Como logo estará escurecendo, parecem não estar dispostos a procurar por Un-U e
Na-Ga e tomam seu barco, retornando para a ilha.
Un-U e
Na-Ga voltam para sua fogueira e pegam o arco e as flechas que, curiosamente
não tem pontas de pedra lascada, mas de osso. Eles tinham visto como um
daqueles homens atirou uma flecha em sua direção e, assim, Un-U experimenta
atirar uma flecha, percebendo que precisa de bastante força para tencionar o
arco.
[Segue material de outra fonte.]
//! INI file configuration adapter.

use crate::domain::error::LedgerError;
use crate::ports::config_port::ConfigPort;
use configparser::ini::Ini;
use std::path::Path;

#[derive(Debug)]
pub struct FileConfigAdapter {
    config: Ini,
    source: String,
}

impl FileConfigAdapter {
    pub fn from_file<P: AsRef<Path>>(path: P) -> Result<Self, LedgerError> {
        let source = path.as_ref().display().to_string();
        let mut config = Ini::new();
        config
            .load(path.as_ref())
            .map_err(|reason| LedgerError::ConfigParse {
                file: source.clone(),
                reason,
            })?;
        Ok(Self { config, source })
    }

    pub fn from_string(content: &str) -> Result<Self, LedgerError> {
        let source = "<inline>".to_string();
        let mut config = Ini::new();
        config
            .read(content.to_string())
            .map_err(|reason| LedgerError::ConfigParse {
                file: source.clone(),
                reason,
            })?;
        Ok(Self { config, source })
    }
}

impl ConfigPort for FileConfigAdapter {
    fn get_string(&self, section: &str, key: &str) -> Option<String> {
        self.config
            .get(section, key)
            .map(|v| v.trim().to_string())
            .filter(|v| !v.is_empty())
    }

    fn get_u64(&self, section: &str, key: &str) -> Result<Option<u64>, LedgerError> {
        self.get_string(section, key)
            .map(|value| {
                value.parse::<u64>().map_err(|_| LedgerError::ConfigInvalid {
                    section: section.to_string(),
                    key: key.to_string(),
                    reason: format!("expected a whole number, got {value}"),
                })
            })
            .transpose()
    }

    fn source(&self) -> &str {
        &self.source
    }
}
//! Configuration access port trait.

use crate::domain::error::LedgerError;

/// Read access to `[section] key` settings.
pub trait ConfigPort {
    /// Trimmed value, or `None` when the key is absent or blank.
    fn get_string(&self, section: &str, key: &str) -> Option<String>;

    /// Whole-number value. A present value that is not a non-negative
    /// integer is a `ConfigInvalid` error rather than a silent default.
    fn get_u64(&self, section: &str, key: &str) -> Result<Option<u64>, LedgerError>;

    /// Where the settings were loaded from.
    fn source(&self) -> &str;
}
//! Read-only portfolio view: holdings and the latest snapshot overlaid with
//! live gain and weight figures. Nothing here is persisted.

use std::collections::HashMap;

use super::error::LedgerError;
use super::holding::Holding;
use super::query::{HoldingField, Sort};
use super::stats::{Stats, percent_of, round2};
use crate::ports::ledger_port::LedgerPort;
use crate::ports::quote_port::{QuotePort, bid_prices};

#[derive(Debug, Clone, PartialEq)]
pub struct HoldingView {
    pub holding: Holding,
    pub market_price: f64,
    pub market_value: f64,
    /// Unrealized gain over cost, in percent.
    pub gain: f64,
    /// Share of the total market value, in percent.
    pub ratio: f64,
}

#[derive(Debug, Clone, PartialEq)]
pub struct PortfolioView {
    /// Latest snapshot with equity, growth and drawdown overlaid.
    pub stats: Stats,
    /// Aggregate unrealized gain over balance, in percent.
    pub gain: f64,
    pub holdings: Vec<HoldingView>,
}

/// Value `holdings` at `prices` on top of the latest snapshot.
pub fn value_portfolio(
    latest: &Stats,
    holdings: Vec<Holding>,
    prices: &HashMap<String, f64>,
) -> Result<PortfolioView, LedgerError> {
    let priced = holdings
        .into_iter()
        .map(|holding| {
            let price = prices
                .get(&holding.code)
                .copied()
                .ok_or_else(|| LedgerError::upstream(format!("no price for {}", holding.code)))?;
            Ok((holding, price))
        })
        .collect::<Result<Vec<_>, LedgerError>>()?;

    let total_market: f64 = priced.iter().map(|(h, p)| h.market_value(*p)).sum();

    let views = priced
        .into_iter()
        .map(|(holding, market_price)| {
            let market_value = holding.market_value(market_price);
            HoldingView {
                gain: round2(percent_of(market_price - holding.price, holding.price)),
                ratio: round2(percent_of(market_value, total_market)),
                market_price,
                market_value,
                holding,
            }
        })
        .collect();

    let equity = total_market + latest.funds;
    let gain = round2(percent_of(equity - latest.balance, latest.balance));

    let mut stats = latest.clone();
    stats.equity = equity;
    stats.growth += gain;
    stats.drawdown = -gain;

    Ok(PortfolioView {
        stats,
        gain,
        holdings: views,
    })
}

/// Load a signal's holdings and latest snapshot and value them at current
/// bid prices. Quotes are only requested when something is held.
pub fn portfolio_view(
    ledger: &dyn LedgerPort,
    quotes: &dyn QuotePort,
    signal_id: i64,
    sort: Sort<HoldingField>,
) -> Result<PortfolioView, LedgerError> {
    ledger.signal(signal_id)?;
    let latest = ledger.latest_stats(signal_id)?;
    let holdings = ledger.holdings(signal_id, sort)?;

    let prices = if holdings.is_empty() {
        HashMap::new()
    } else {
        let codes: Vec<String> = holdings.iter().map(|h| h.code.clone()).collect();
        bid_prices(quotes, &codes)?
    };

    value_portfolio(&latest, holdings, &prices)
}
//! Market quote port trait.

use std::collections::HashMap;

use crate::domain::error::LedgerError;

/// Current market data for one instrument.
#[derive(Debug, Clone, PartialEq)]
pub struct Quote {
    pub code: String,
    pub name: String,
    pub bid: f64,
    pub ask: f64,
}

pub trait QuotePort {
    /// One quote per requested code, in request order.
    ///
    /// Implementations fail the whole batch when any code cannot be priced.
    fn quotes(&self, codes: &[String]) -> Result<Vec<Quote>, LedgerError>;
}

/// Fetch a batch and check it lines up with the request.
///
/// A short batch, a reordered batch or a non-positive price is treated as an
/// unpriceable code and fails everything.
pub fn fetch_quotes(port: &dyn QuotePort, codes: &[String]) -> Result<Vec<Quote>, LedgerError> {
    if codes.is_empty() {
        return Err(LedgerError::validation("quote request needs at least one code"));
    }

    let quotes = port.quotes(codes)?;
    if quotes.len() != codes.len() {
        return Err(LedgerError::upstream(format!(
            "requested {} quotes, received {}",
            codes.len(),
            quotes.len()
        )));
    }

    for (code, quote) in codes.iter().zip(&quotes) {
        if !quote.code.eq_ignore_ascii_case(code) {
            return Err(LedgerError::upstream(format!(
                "expected quote for {code}, received {}",
                quote.code
            )));
        }
        if !is_price(quote.bid) || !is_price(quote.ask) {
            return Err(LedgerError::upstream(format!("{code} cannot be priced")));
        }
    }

    Ok(quotes)
}

/// Current bid per code.
pub fn bid_prices(
    port: &dyn QuotePort,
    codes: &[String],
) -> Result<HashMap<String, f64>, LedgerError> {
    Ok(fetch_quotes(port, codes)?
        .into_iter()
        .zip(codes)
        .map(|(quote, code)| (code.clone(), quote.bid))
        .collect())
}

fn is_price(value: f64) -> bool {
    value.is_finite() && value > 0.0
}
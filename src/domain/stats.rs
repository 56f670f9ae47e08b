//! Stats snapshots and the arithmetic that builds them.
//!
//! A snapshot is an immutable valuation record. A new one is appended after
//! every order and on every re-valuation sweep; "latest" is the maximum
//! `(time, id)`.

use chrono::{DateTime, Utc};
use std::collections::HashMap;

use super::error::LedgerError;
use super::portfolio::WorkingPortfolio;

#[derive(Debug, Clone, PartialEq)]
pub struct Stats {
    pub id: i64,
    pub signal_id: i64,
    pub time: DateTime<Utc>,
    pub deposits: f64,
    pub withdrawals: f64,
    /// Cash.
    pub funds: f64,
    /// Cash plus holdings at cost.
    pub balance: f64,
    /// Cash plus holdings at market.
    pub equity: f64,
    /// Cumulative realized profit.
    pub profit: f64,
    /// Cumulative growth in percent.
    pub growth: f64,
    /// Percent shortfall of equity below balance.
    pub drawdown: f64,
}

impl Stats {
    /// Snapshot of a signal that has never seen an order.
    pub fn zero(signal_id: i64, time: DateTime<Utc>) -> Self {
        Stats {
            id: 0,
            signal_id,
            time,
            deposits: 0.0,
            withdrawals: 0.0,
            funds: 0.0,
            balance: 0.0,
            equity: 0.0,
            profit: 0.0,
            growth: 0.0,
            drawdown: 0.0,
        }
    }
}

/// How holdings are valued for equity.
#[derive(Debug, Clone, Copy)]
pub enum Marks<'a> {
    /// Current bid price per code.
    AtMarket(&'a HashMap<String, f64>),
    /// No market data for the instant; equity equals balance.
    AtCost,
}

/// Round half-up on the hundredths digit.
///
/// Halves round toward positive infinity for negative values too, so
/// `-0.125` becomes `-0.12`. Negative drawdowns and gains in the portfolio
/// view depend on this.
pub fn round2(value: f64) -> f64 {
    (value * 100.0 + 0.5).floor() / 100.0
}

/// `numerator * 100 / denominator`, or 0 when the denominator is 0.
pub fn percent_of(numerator: f64, denominator: f64) -> f64 {
    if denominator == 0.0 {
        0.0
    } else {
        numerator * 100.0 / denominator
    }
}

/// Build the snapshot that follows `previous` once `portfolio` reflects the
/// latest order (or none, for a sweep).
///
/// `realized_profit` is non-zero only after a sell or reduce. Its growth
/// contribution is measured against `previous.balance`, the balance just
/// before the order, and added onto the running growth.
pub fn build_snapshot(
    previous: &Stats,
    portfolio: &WorkingPortfolio,
    realized_profit: f64,
    marks: Marks<'_>,
    time: DateTime<Utc>,
) -> Result<Stats, LedgerError> {
    let balance = portfolio.balance();
    let equity = match marks {
        Marks::AtMarket(prices) => portfolio.equity(prices)?,
        Marks::AtCost => balance,
    };

    let drawdown = round2(percent_of(balance - equity, balance));
    let growth_delta = round2(percent_of(realized_profit, previous.balance));

    Ok(Stats {
        id: 0,
        signal_id: portfolio.signal_id,
        time,
        deposits: portfolio.deposits,
        withdrawals: portfolio.withdrawals,
        funds: portfolio.funds,
        balance,
        equity,
        profit: previous.profit + realized_profit,
        growth: previous.growth + growth_delta,
        drawdown,
    })
}

#[cfg(test)]
mod tests {
    use super::*;
    use crate::domain::holding::Holding;
    use approx::assert_relative_eq;

    fn t0() -> DateTime<Utc> {
        DateTime::<Utc>::UNIX_EPOCH
    }

    fn portfolio_with(funds: f64, holdings: &[(&str, i64, f64)]) -> WorkingPortfolio {
        let mut p = WorkingPortfolio::new(1);
        p.funds = funds;
        for &(code, shares, price) in holdings {
            p.holdings
                .insert(code.to_string(), Holding::open(1, code, code, shares, price));
        }
        p
    }

    #[test]
    fn round2_is_half_up() {
        assert_relative_eq!(round2(60.0), 60.0);
        assert_relative_eq!(round2(12.344), 12.34);
        assert_relative_eq!(round2(12.346), 12.35);
        assert_relative_eq!(round2(0.125), 0.13);
    }

    #[test]
    fn negative_halves_round_toward_positive_infinity() {
        assert_relative_eq!(round2(-0.125), -0.12);
        assert_relative_eq!(round2(-0.375), -0.37);
        assert_relative_eq!(round2(-0.625), -0.62);
        assert_relative_eq!(round2(-12.346), -12.35);
    }

    #[test]
    fn percent_of_guards_zero_denominator() {
        assert_relative_eq!(percent_of(300.0, 0.0), 0.0);
        assert_relative_eq!(percent_of(30.0, 50.0), 60.0);
    }

    #[test]
    fn at_cost_snapshot_has_equity_equal_to_balance() {
        let previous = Stats::zero(1, t0());
        let portfolio = portfolio_with(500.0, &[("BHP", 10, 50.0)]);

        let stats = build_snapshot(&previous, &portfolio, 0.0, Marks::AtCost, t0()).unwrap();

        assert_relative_eq!(stats.balance, 1_000.0);
        assert_relative_eq!(stats.equity, 1_000.0);
        assert_relative_eq!(stats.drawdown, 0.0);
    }

    #[test]
    fn live_snapshot_prices_holdings_at_market() {
        let previous = Stats::zero(1, t0());
        let portfolio = portfolio_with(500.0, &[("BHP", 10, 50.0)]);
        let prices = HashMap::from([("BHP".to_string(), 40.0)]);

        let stats =
            build_snapshot(&previous, &portfolio, 0.0, Marks::AtMarket(&prices), t0()).unwrap();

        assert_relative_eq!(stats.balance, 1_000.0);
        assert_relative_eq!(stats.equity, 900.0);
        // (1000 - 900) * 100 / 1000
        assert_relative_eq!(stats.drawdown, 10.0);
    }

    #[test]
    fn drawdown_is_zero_for_zero_balance() {
        let previous = Stats::zero(1, t0());
        let portfolio = WorkingPortfolio::new(1);
        let stats = build_snapshot(&previous, &portfolio, 0.0, Marks::AtCost, t0()).unwrap();
        assert_relative_eq!(stats.drawdown, 0.0);
        assert_relative_eq!(stats.growth, 0.0);
    }

    #[test]
    fn growth_accumulates_against_previous_balance() {
        let previous = Stats {
            balance: 1_000.0,
            growth: 5.0,
            profit: 50.0,
            ..Stats::zero(1, t0())
        };
        let portfolio = portfolio_with(1_300.0, &[]);

        let stats = build_snapshot(&previous, &portfolio, 300.0, Marks::AtCost, t0()).unwrap();

        assert_relative_eq!(stats.profit, 350.0);
        // 5 + 300 * 100 / 1000
        assert_relative_eq!(stats.growth, 35.0);
    }

    #[test]
    fn growth_contribution_is_zero_without_previous_balance() {
        let previous = Stats::zero(1, t0());
        let portfolio = portfolio_with(300.0, &[]);
        let stats = build_snapshot(&previous, &portfolio, 300.0, Marks::AtCost, t0()).unwrap();
        assert_relative_eq!(stats.growth, 0.0);
        assert_relative_eq!(stats.profit, 300.0);
    }

    #[test]
    fn growth_delta_is_rounded() {
        let previous = Stats {
            balance: 3_000.0,
            ..Stats::zero(1, t0())
        };
        let portfolio = portfolio_with(3_100.0, &[]);
        let stats = build_snapshot(&previous, &portfolio, 100.0, Marks::AtCost, t0()).unwrap();
        // 100 * 100 / 3000 = 3.333...
        assert_relative_eq!(stats.growth, 3.33);
    }

    #[test]
    fn missing_price_fails_the_snapshot() {
        let previous = Stats::zero(1, t0());
        let portfolio = portfolio_with(0.0, &[("BHP", 1, 1.0)]);
        let prices = HashMap::new();
        let result = build_snapshot(&previous, &portfolio, 0.0, Marks::AtMarket(&prices), t0());
        assert!(matches!(result, Err(LedgerError::UpstreamQuote { .. })));
    }
}
fn load_latest_stats(conn: &Connection, signal_id: i64) -> Result<Stats, LedgerError> {
    conn.query_row(
        &format!(
            "SELECT {STATS_COLUMNS} FROM stats WHERE signal_id = ?1
             ORDER BY time DESC, id DESC LIMIT 1"
        ),
        params![signal_id],
        stats_from_row,
    )
    .optional()
    .map_err(query_error)?
    .ok_or_else(|| LedgerError::not_found("stats for signal", signal_id))
}

fn insert_stats(conn: &Connection, stats: &Stats) -> Result<i64, LedgerError> {
    conn.execute(
        "INSERT INTO stats (signal_id, time, deposits, withdrawals, funds, balance, equity,
                            profit, growth, drawdown)
         VALUES (?1, ?2, ?3, ?4, ?5, ?6, ?7, ?8, ?9, ?10)",
        params![
            stats.signal_id,
            stats.time.timestamp(),
            stats.deposits,
            stats.withdrawals,
            stats.funds,
            stats.balance,
            stats.equity,
            stats.profit,
            stats.growth,
            stats.drawdown
        ],
    )
    .map_err(query_error)?;
    Ok(conn.last_insert_rowid())
}

fn time_at(row: &Row<'_>, idx: usize) -> rusqlite::Result<DateTime<Utc>> {
    let secs: i64 = row.get(idx)?;
    DateTime::from_timestamp(secs, 0).ok_or(rusqlite::Error::IntegralValueOutOfRange(idx, secs))
}

fn optional_time_at(row: &Row<'_>, idx: usize) -> rusqlite::Result<Option<DateTime<Utc>>> {
    match row.get::<_, Option<i64>>(idx)? {
        Some(_) => time_at(row, idx).map(Some),
        None => Ok(None),
    }
}
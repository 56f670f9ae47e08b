//! Core domain types and logic.

pub mod config_validation;
pub mod error;
pub mod execution;
pub mod holding;
pub mod order;
pub mod portfolio;
pub mod query;
pub mod registration;
pub mod signal;
pub mod stats;
pub mod sweep;
pub mod valuation;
A flecha voa bem mais longe que Un-U esperava, e custa para achá-la.
Eles
decidam pernoitar junto à fogueira, porém se revezem na observação da ilha,
onde os quatro homens fizeram uma fogueira, certamente também vigiando a margem
do rio.
Na manhã
seguinte, Un-U e Na-Ga voltam para a margem do rio gritam bem alto e logo veem
os quatro homens aparecer na margem da ilha. Un-U e Na-Ga abrem novamente os
braços em sinal de paz e, para sua surpresa, depois de alguma hesitação, os
quatro homens respondem com o mesmo gesto, para depois afastar-se, pegar sua
embarcação e remar subindo o rio. Foi dado o sinal para um novo encontro e Un-U
e Na-Ga retornam com seu troféu para sua aldeia.